Application architects at Melbourne University have seen massive performance boosts and latency reductions after using OpenStack tools to rearchitect their high-performance computing (HPC) environment to function more like a cloud computing platform.
Called Spartan, the project grew out of escalating demand for computing resources from the university’s many scientific users, who for years have run a variety of computationally-intensive applications on large HPC clusters built from commodity Linux servers.
Where cloud environments are based on large numbers of virtual machines (VMs) running on moderately-powered commodity servers, HPC environments spread computational tasks across large numbers of computing cores and boost the flow of data between specialised interconnects.
“Cloud systems primarily exist for their ease of management, their flexibility, and for being the historical precursor of virtualised hardware,” Lev Lafayette, HPC support and training officer with the University of Melbourne, told this week’s OpenStack Australia Day in Melbourne.
“However, clouds are not high performance – and they can have very poor performance compared to our bare-metal HPC partitions.
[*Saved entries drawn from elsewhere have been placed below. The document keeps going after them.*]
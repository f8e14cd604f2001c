//! Middleware attaching a request-scoped identifier.
//!
//! Each incoming request receives a UUID `request_id` stored in task-local
//! storage for correlation across logs and error responses, and echoed in
//! an `x-request-id` response header.
//!
//! Tokio task-local variables are not inherited across spawned tasks. Use
//! [`RequestId::scope`] when spawning new tasks or moving work onto
//! blocking threads so the active identifier propagates.

use std::task::{Context, Poll};

use actix_web::Error;
use actix_web::dev::{Service, ServiceRequest, ServiceResponse, Transform};
use actix_web::http::header::{HeaderName, HeaderValue};
use futures_util::future::{LocalBoxFuture, Ready, ready};
use std::future::Future;
use tokio::task_local;
use tracing::error;
use uuid::Uuid;

task_local! {
    static REQUEST_ID: RequestId;
}

/// Response header carrying the request identifier.
pub const REQUEST_ID_HEADER: &str = "x-request-id";

/// Per-request identifier exposed via task-local storage.
#[derive(Debug, Clone, Copy, PartialEq, Eq)]
pub struct RequestId(Uuid);

impl RequestId {
    fn generate() -> Self {
        Self(Uuid::new_v4())
    }

    /// Returns the current request identifier if one is in scope.
    pub fn current() -> Option<Self> {
        REQUEST_ID.try_with(|id| *id).ok()
    }

    /// Execute the provided future with the supplied identifier in scope.
    pub async fn scope<Fut>(request_id: RequestId, fut: Fut) -> Fut::Output
    where
        Fut: Future,
    {
        REQUEST_ID.scope(request_id, fut).await
    }
}

impl std::fmt::Display for RequestId {
    fn fmt(&self, f: &mut std::fmt::Formatter<'_>) -> std::fmt::Result {
        write!(f, "{}", self.0)
    }
}

impl std::str::FromStr for RequestId {
    type Err = uuid::Error;

    fn from_str(s: &str) -> Result<Self, Self::Err> {
        Ok(Self(Uuid::parse_str(s)?))
    }
}

/// Middleware attaching a request-scoped UUID and adding an
/// `x-request-id` header to every response.
///
/// Handlers can read the identifier via [`RequestId::current`].
#[derive(Clone)]
pub struct RequestTracking;

impl<S, B> Transform<S, ServiceRequest> for RequestTracking
where
    S: Service<ServiceRequest, Response = ServiceResponse<B>, Error = Error> + 'static,
    S::Future: 'static,
    B: 'static,
{
    type Response = ServiceResponse<B>;
    type Error = Error;
    type InitError = ();
    type Transform = RequestTrackingMiddleware<S>;
    type Future = Ready<Result<Self::Transform, Self::InitError>>;

    fn new_transform(&self, service: S) -> Self::Future {
        ready(Ok(RequestTrackingMiddleware { service }))
    }
}

/// Service wrapper produced by [`RequestTracking`].
pub struct RequestTrackingMiddleware<S> {
    service: S,
}

impl<S, B> Service<ServiceRequest> for RequestTrackingMiddleware<S>
where
    S: Service<ServiceRequest, Response = ServiceResponse<B>, Error = Error> + 'static,
    S::Future: 'static,
    B: 'static,
{
    type Response = ServiceResponse<B>;
    type Error = Error;
    type Future = LocalBoxFuture<'static, Result<Self::Response, Self::Error>>;

    fn poll_ready(&self, cx: &mut Context<'_>) -> Poll<Result<(), Self::Error>> {
        self.service.poll_ready(cx)
    }

    fn call(&self, req: ServiceRequest) -> Self::Future {
        let request_id = RequestId::generate();
        let header_value = request_id.to_string();
        let fut = self.service.call(req);
        Box::pin(RequestId::scope(request_id, async move {
            let mut res = fut.await?;
            match HeaderValue::from_str(&header_value) {
                Ok(value) => {
                    res.response_mut()
                        .headers_mut()
                        .insert(HeaderName::from_static(REQUEST_ID_HEADER), value);
                }
                Err(error) => {
                    error!(
                        %error,
                        request_id = %request_id,
                        "failed to encode request identifier header"
                    );
                }
            }
            Ok(res)
        }))
    }
}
But their flexibility is worth the small overheads.”
HPC links large numbers of conventional CPUs using low-latency connections like InfiniBand and 40Gbps Ethernet with nodes based on Nvidia Tesla K80 graphical processing units (GPUs), offering massive additional computing capacity.
This had delivered average latency of around 19 microseconds (µsec) on the typical HPC node – with 276 computing cores and 21GB of RAM per code – compared with 60µsec in a cloud partition running 400 VMs on more than 3000 cores.
Those differences are crucial for high-end HPC workloads involving hundreds of gigabytes of data.
“HPC systems aren’t for the cloud,” compute integration specialist Dr David Perry said.
“They’re managed services, and each is a little different and optimised for its own environment.”
Despite their power, a recent analysis of submitted workloads showed that around 75 percent of the tasks submitted by users were able to run on a single HPC node – meaning they weren’t taking advantage of the expensive HPC interconnects and overall architecture.
Rather than keep blindly investing in those interconnects, Lafayette said, the team began exploring ways to bridge the two usage models – leveraging OpenStack tools to overlay the HPC environment with a more flexible hybrid, cloud-like architecture.
“Your best option is to build a system that is proportional to the usage you have,” Lafayette said.
“And then you can incrementally upgrade at a later date.”
The HPC team drew on a range of commonly used tools to build an abstraction layer over the HPC environment, including the Slurm workload manager, which distributes tasks across available resources; Git version control; Gerrit paired systems administration; and Puppet configuration management.
Rounding out the operating system layer was heavy utilisation of Nova, an OpenStack service that allows for provisioning and decommissioning of virtual machines on demand.
This platform allowed better allocation of the one-node computing jobs within the virtualisation partition, while also allowing conventional HPC tools to shuttle more complex jobs onto the conventional HPC core.
As well as offering users access to a managed hybrid HPC-cloud environment, the team has worked with users to find other ways of optimising their code to boost performance.
One beneficial approach has been to push for new applications to be provided as source code and built within the new environment, using tools like EasyBuild and Singularity.
This approach, which has already been used on more than 1000 applications, has frequently delivered performance improvements of 25 percent or more.
Some applications have boosted speed by 10 times or more “because they are being built from source rather than the commonly available package,” Lafayette said.
“It may take you a fair bit of time to install a package this way, but the first time someone submits a 30-day job you’ve gotten that time back.”
Heavy use of virtualisation has also paid benefits in allowing the team to maintain multiple versions of key applications – which can be essential in an academic environment because haphazard version changes can compromise the reproducibility of research results.
The idea may seem heretical to HPC purists, but by revisiting the overlying architecture the Melbourne University team has been able to deliver a fully containerised architecture running within cloud virtual machines on an HPC environment.
“As far as the user is concerned,” Perry said, “they don’t necessarily know they’re using a supercomputer.”
Future plans include the ability to burst onto the Microsoft Azure cloud platform; expansion in the use of GPUs for raw computing power; use of Thespian for testing; and the addition of new architectures using additional VMs.
The architecture “allows our users to dynamically change their system environment as they need,” Lafayette said.
“They can have the consistency when they’re doing a research project, then switch between modules and recompile with particular extensions. They get the best of both worlds there.”